- [Records to process]:

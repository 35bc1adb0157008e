pub(crate) mod valuation_calculator;
pub(crate) mod valuation_model;

pub use valuation_calculator::{compute_asset_stats, compute_asset_stats_as_of};
pub use valuation_model::AssetStats;
pub(crate) mod xirr;

pub use xirr::{compute_xirr, compute_xirr_with_guess, CashFlow};
use rust_decimal::Decimal;
use serde::{Deserialize, Serialize};

/// Snapshot of the externally-sourced exchange rates the engine prices with.
#[derive(Debug, Clone, Copy, Serialize, Deserialize, PartialEq)]
#[serde(rename_all = "camelCase")]
pub struct ExchangeRates {
    /// USD/TRY: lira per dollar.
    pub usd_try: Decimal,
    /// EUR/USD: dollars per euro.
    pub eur_usd: Decimal,
    /// GBP/USD: dollars per pound.
    pub gbp_usd: Decimal,
}
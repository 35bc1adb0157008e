pub mod constants;
pub mod errors;
pub mod fx;
pub mod market_data;
pub mod portfolio;
pub mod transactions;

pub use errors::{Error, Result};
pub use portfolio::*;
pub use transactions::*;
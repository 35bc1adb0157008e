use rust_decimal::Decimal;
use rust_decimal_macros::dec;

/// Quantity threshold for significant positions; anything below is floating dust
pub const QUANTITY_THRESHOLD: Decimal = dec!(0.0001);

/// Invested-capital threshold below which profit ratios are reported as zero
pub const MIN_INVESTED_THRESHOLD: Decimal = dec!(0.01);

/// USD/TRY seed rate for the history replay when no transaction carries a usable rate
pub const FALLBACK_USD_TRY_RATE: Decimal = dec!(30);
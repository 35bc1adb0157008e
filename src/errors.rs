use thiserror::Error;

use crate::transactions::TransactionError;

// Create a type alias for Result using our Error type
pub type Result<T> = std::result::Result<T, Error>;

/// Root error type for the analytics engine
#[derive(Error, Debug)]
pub enum Error {
    #[error("Transaction error: {0}")]
    Transaction(#[from] TransactionError),

    #[error("Input validation failed: {0}")]
    Validation(#[from] ValidationError),
}

#[derive(Error, Debug)]
pub enum ValidationError {
    #[error("Invalid input: {0}")]
    InvalidInput(String),
}
use chrono::{DateTime, Duration, NaiveTime, Utc};
use log::{debug, warn};
use num_traits::ToPrimitive;
use rust_decimal::Decimal;

use crate::constants::{MIN_INVESTED_THRESHOLD, QUANTITY_THRESHOLD};
use crate::portfolio::performance::{compute_xirr, CashFlow};
use crate::transactions::{Transaction, TransactionType};

use super::valuation_model::AssetStats;

/// Computes holdings, cost basis, realized and total profit, and annualized
/// money-weighted return for one asset's transaction history, valued at the
/// supplied current USD price and USD/TRY rate.
///
/// The transactions are expected to share one normalized asset symbol; the
/// calculator does not filter. An empty slice yields the all-zero record.
pub fn compute_asset_stats(
    transactions: &[Transaction],
    current_price_usd: Decimal,
    usd_try_rate: Decimal,
) -> AssetStats {
    compute_asset_stats_as_of(transactions, current_price_usd, usd_try_rate, Utc::now())
}

/// Deterministic variant of [`compute_asset_stats`] with an explicit
/// valuation instant. Identical inputs produce bit-identical output.
pub fn compute_asset_stats_as_of(
    transactions: &[Transaction],
    current_price_usd: Decimal,
    usd_try_rate: Decimal,
    as_of: DateTime<Utc>,
) -> AssetStats {
    if transactions.is_empty() {
        return AssetStats::default();
    }

    let mut ordered: Vec<&Transaction> = transactions.iter().collect();
    // Stable: same-instant entries keep their input order.
    ordered.sort_by_key(|transaction| transaction.date);

    debug!(
        "Valuing {} with {} transactions as of {}",
        ordered[0].asset,
        ordered.len(),
        as_of
    );

    let mut total_amount = Decimal::ZERO;
    let mut total_cost_usd = Decimal::ZERO;
    let mut total_cost_try = Decimal::ZERO;
    let mut total_invested_usd = Decimal::ZERO;
    let mut total_invested_try = Decimal::ZERO;
    let mut realized_profit_usd = Decimal::ZERO;
    let mut realized_profit_try = Decimal::ZERO;
    let mut cashflows: Vec<CashFlow> = Vec::with_capacity(ordered.len() + 1);

    for transaction in &ordered {
        let total_usd = transaction.total_usd();
        let total_try = transaction.total_try();

        match transaction.transaction_type {
            TransactionType::Buy => {
                total_amount += transaction.amount;
                total_cost_usd += total_usd;
                total_cost_try += total_try;
                total_invested_usd += total_usd;
                total_invested_try += total_try;
                cashflows.push(CashFlow {
                    amount: -decimal_to_f64(total_usd),
                    when: midnight(transaction.date),
                });
            }
            TransactionType::Sell => {
                let sold = transaction.amount.min(total_amount);
                if sold < transaction.amount {
                    warn!(
                        "Sell of {} {} exceeds held {}; excess treated as zero-cost inventory.",
                        transaction.amount, transaction.asset, total_amount
                    );
                }
                // Cost of goods sold at the running average unit cost,
                // tracked in USD and TRY independently.
                let (cogs_usd, cogs_try) = if total_amount > Decimal::ZERO {
                    let average_usd = total_cost_usd / total_amount;
                    let average_try = total_cost_try / total_amount;
                    (average_usd * sold, average_try * sold)
                } else {
                    (Decimal::ZERO, Decimal::ZERO)
                };
                realized_profit_usd += total_usd - cogs_usd;
                realized_profit_try += total_try - cogs_try;
                total_cost_usd -= cogs_usd;
                total_cost_try -= cogs_try;
                total_amount -= sold;
                cashflows.push(CashFlow {
                    amount: decimal_to_f64(total_usd),
                    when: midnight(transaction.date),
                });
            }
        }
    }

    let total_value_usd = total_amount * current_price_usd;
    let total_value_try = total_value_usd * usd_try_rate;

    if total_amount > QUANTITY_THRESHOLD {
        // The open position counts as a hypothetical liquidation at the
        // valuation instant, which is what lets the money-weighted return
        // see unrealized performance.
        cashflows.push(CashFlow {
            amount: decimal_to_f64(total_value_usd),
            when: end_of_day(as_of),
        });
    }

    let xirr = compute_xirr(&cashflows);

    // The TRY profit figure is authoritative; the USD figure is the TRY
    // profit converted at the current rate. Tracking the two independently
    // would let them drift apart.
    let profit_try = (total_value_try - total_cost_try) + realized_profit_try;
    let profit_usd = if usd_try_rate.is_zero() {
        Decimal::ZERO
    } else {
        profit_try / usd_try_rate
    };

    let average_cost_usd = if total_amount > QUANTITY_THRESHOLD {
        total_cost_usd / total_amount
    } else {
        Decimal::ZERO
    };
    let profit_ratio = if total_invested_usd > MIN_INVESTED_THRESHOLD {
        profit_usd / total_invested_usd
    } else {
        Decimal::ZERO
    };
    let profit_ratio_try = if total_invested_try > MIN_INVESTED_THRESHOLD {
        profit_try / total_invested_try
    } else {
        Decimal::ZERO
    };

    let days_in_portfolio = (as_of.date_naive() - ordered[0].date.date_naive()).num_days();

    AssetStats {
        total_amount,
        total_cost_usd,
        total_cost_try,
        average_cost_usd,
        total_value_usd,
        total_value_try,
        realized_profit_usd,
        realized_profit_try,
        profit_usd,
        profit_try,
        profit_ratio,
        profit_ratio_try,
        xirr,
        days_in_portfolio,
    }
}

fn midnight(when: DateTime<Utc>) -> DateTime<Utc> {
    when.date_naive().and_time(NaiveTime::MIN).and_utc()
}

fn end_of_day(when: DateTime<Utc>) -> DateTime<Utc> {
    midnight(when) + Duration::seconds(86_399)
}

fn decimal_to_f64(value: Decimal) -> f64 {
    value.to_f64().unwrap_or(0.0)
}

- [What is being asked]: What this exercise asks for is an exact copy of all the records.

- [Reply]:
repository 35bc1adb0157008e
pub(crate) mod valuation_calculator;
pub(crate) mod valuation_model;

pub use valuation_calculator::{compute_asset_stats, compute_asset_stats_as_of};
pub use valuation_model::AssetStats;
pub(crate) mod xirr;

pub use xirr::{compute_xirr, compute_xirr_with_guess, CashFlow};
use rust_decimal::Decimal;
use serde::{Deserialize, Serialize};

/// Snapshot of the externally-sourced exchange rates the engine prices with.
#[derive(Debug, Clone, Copy, Serialize, Deserialize, PartialEq)]
#[serde(rename_all = "camelCase")]
pub struct ExchangeRates {
    /// USD/TRY: lira per dollar.
    pub usd_try: Decimal,
    /// EUR/USD: dollars per euro.
    pub eur_usd: Decimal,
    /// GBP/USD: dollars per pound.
    pub gbp_usd: Decimal,
}
repository 35bc1adb0157008e
pub mod constants;
pub mod errors;
pub mod fx;
pub mod market_data;
pub mod portfolio;
pub mod transactions;

pub use errors::{Error, Result};
pub use portfolio::*;
pub use transactions::*;
repository 35bc1adb0157008e
use rust_decimal::Decimal;
use rust_decimal_macros::dec;

/// Quantity threshold for significant positions; anything below is floating dust
pub const QUANTITY_THRESHOLD: Decimal = dec!(0.0001);

/// Invested-capital threshold below which profit ratios are reported as zero
pub const MIN_INVESTED_THRESHOLD: Decimal = dec!(0.01);

/// USD/TRY seed rate for the history replay when no transaction carries a usable rate
pub const FALLBACK_USD_TRY_RATE: Decimal = dec!(30);
repository 35bc1adb0157008e
filename src/errors.rs
use thiserror::Error;

use crate::transactions::TransactionError;

// Create a type alias for Result using our Error type
pub type Result<T> = std::result::Result<T, Error>;

/// Root error type for the analytics engine
#[derive(Error, Debug)]
pub enum Error {
    #[error("Transaction error: {0}")]
    Transaction(#[from] TransactionError),

    #[error("Input validation failed: {0}")]
    Validation(#[from] ValidationError),
}

#[derive(Error, Debug)]
pub enum ValidationError {
    #[error("Invalid input: {0}")]
    InvalidInput(String),
}
use chrono::{DateTime, Duration, NaiveTime, Utc};
use log::{debug, warn};
use num_traits::ToPrimitive;
use rust_decimal::Decimal;

use crate::constants::{MIN_INVESTED_THRESHOLD, QUANTITY_THRESHOLD};
use crate::portfolio::performance::{compute_xirr, CashFlow};
use crate::transactions::{Transaction, TransactionType};

use super::valuation_model::AssetStats;

/// Computes holdings, cost basis, realized and total profit, and annualized
/// money-weighted return for one asset's transaction history, valued at the
/// supplied current USD price and USD/TRY rate.
///
/// The transactions are expected to share one normalized asset symbol; the
/// calculator does not filter. An empty slice yields the all-zero record.
pub fn compute_asset_stats(
    transactions: &[Transaction],
    current_price_usd: Decimal,
    usd_try_rate: Decimal,
) -> AssetStats {
    compute_asset_stats_as_of(transactions, current_price_usd, usd_try_rate, Utc::now())
}

/// Deterministic variant of [`compute_asset_stats`] with an explicit
/// valuation instant. Identical inputs produce bit-identical output.
pub fn compute_asset_stats_as_of(
    transactions: &[Transaction],
    current_price_usd: Decimal,
    usd_try_rate: Decimal,
    as_of: DateTime<Utc>,
) -> AssetStats {
    if transactions.is_empty() {
        return AssetStats::default();
    }

    let mut ordered: Vec<&Transaction> = transactions.iter().collect();
    // Stable: same-instant entries keep their input order.
    ordered.sort_by_key(|transaction| transaction.date);

    debug!(
        "Valuing {} with {} transactions as of {}",
        ordered[0].asset,
        ordered.len(),
        as_of
    );

    let mut total_amount = Decimal::ZERO;
    let mut total_cost_usd = Decimal::ZERO;
    let mut total_cost_try = Decimal::ZERO;
    let mut total_invested_usd = Decimal::ZERO;
    let mut total_invested_try = Decimal::ZERO;
    let mut realized_profit_usd = Decimal::ZERO;
    let mut realized_profit_try = Decimal::ZERO;
    let mut cashflows: Vec<CashFlow> = Vec::with_capacity(ordered.len() + 1);

    for transaction in &ordered {
        let total_usd = transaction.total_usd();
        let total_try = transaction.total_try();

        match transaction.transaction_type {
            TransactionType::Buy => {
                total_amount += transaction.amount;
                total_cost_usd += total_usd;
                total_cost_try += total_try;
                total_invested_usd += total_usd;
                total_invested_try += total_try;
                cashflows.push(CashFlow {
                    amount: -decimal_to_f64(total_usd),
                    when: midnight(transaction.date),
                });
            }
            TransactionType::Sell => {
                let sold = transaction.amount.min(total_amount);
                if sold < transaction.amount {
                    warn!(
                        "Sell of {} {} exceeds held {}; excess treated as zero-cost inventory.",
                        transaction.amount, transaction.asset, total_amount
                    );
                }
                // Cost of goods sold at the running average unit cost,
                // tracked in USD and TRY independently.
                let (cogs_usd, cogs_try) = if total_amount > Decimal::ZERO {
                    let average_usd = total_cost_usd / total_amount;
                    let average_try = total_cost_try / total_amount;
                    (average_usd * sold, average_try * sold)
                } else {
                    (Decimal::ZERO, Decimal::ZERO)
                };
                realized_profit_usd += total_usd - cogs_usd;
                realized_profit_try += total_try - cogs_try;
                total_cost_usd -= cogs_usd;
                total_cost_try -= cogs_try;
                total_amount -= sold;
                cashflows.push(CashFlow {
                    amount: decimal_to_f64(total_usd),
                    when: midnight(transaction.date),
                });
            }
        }
    }

    let total_value_usd = total_amount * current_price_usd;
    let total_value_try = total_value_usd * usd_try_rate;

    if total_amount > QUANTITY_THRESHOLD {
        // The open position counts as a hypothetical liquidation at the
        // valuation instant, which is what lets the money-weighted return
        // see unrealized performance.
        cashflows.push(CashFlow {
            amount: decimal_to_f64(total_value_usd),
            when: end_of_day(as_of),
        });
    }

    let xirr = compute_xirr(&cashflows);

    // The TRY profit figure is authoritative; the USD figure is the TRY
    // profit converted at the current rate. Tracking the two independently
    // would let them drift apart.
    let profit_try = (total_value_try - total_cost_try) + realized_profit_try;
    let profit_usd = if usd_try_rate.is_zero() {
        Decimal::ZERO
    } else {
        profit_try / usd_try_rate
    };

    let average_cost_usd = if total_amount > QUANTITY_THRESHOLD {
        total_cost_usd / total_amount
    } else {
        Decimal::ZERO
    };
    let profit_ratio = if total_invested_usd > MIN_INVESTED_THRESHOLD {
        profit_usd / total_invested_usd
    } else {
        Decimal::ZERO
    };
    let profit_ratio_try = if total_invested_try > MIN_INVESTED_THRESHOLD {
        profit_try / total_invested_try
    } else {
        Decimal::ZERO
    };

    let days_in_portfolio = (as_of.date_naive() - ordered[0].date.date_naive()).num_days();

    AssetStats {
        total_amount,
        total_cost_usd,
        total_cost_try,
        average_cost_usd,
        total_value_usd,
        total_value_try,
        realized_profit_usd,
        realized_profit_try,
        profit_usd,
        profit_try,
        profit_ratio,
        profit_ratio_try,
        xirr,
        days_in_portfolio,
    }
}

fn midnight(when: DateTime<Utc>) -> DateTime<Utc> {
    when.date_naive().and_time(NaiveTime::MIN).and_utc()
}

fn end_of_day(when: DateTime<Utc>) -> DateTime<Utc> {
    midnight(when) + Duration::seconds(86_399)
}

fn decimal_to_f64(value: Decimal) -> f64 {
    value.to_f64().unwrap_or(0.0)
}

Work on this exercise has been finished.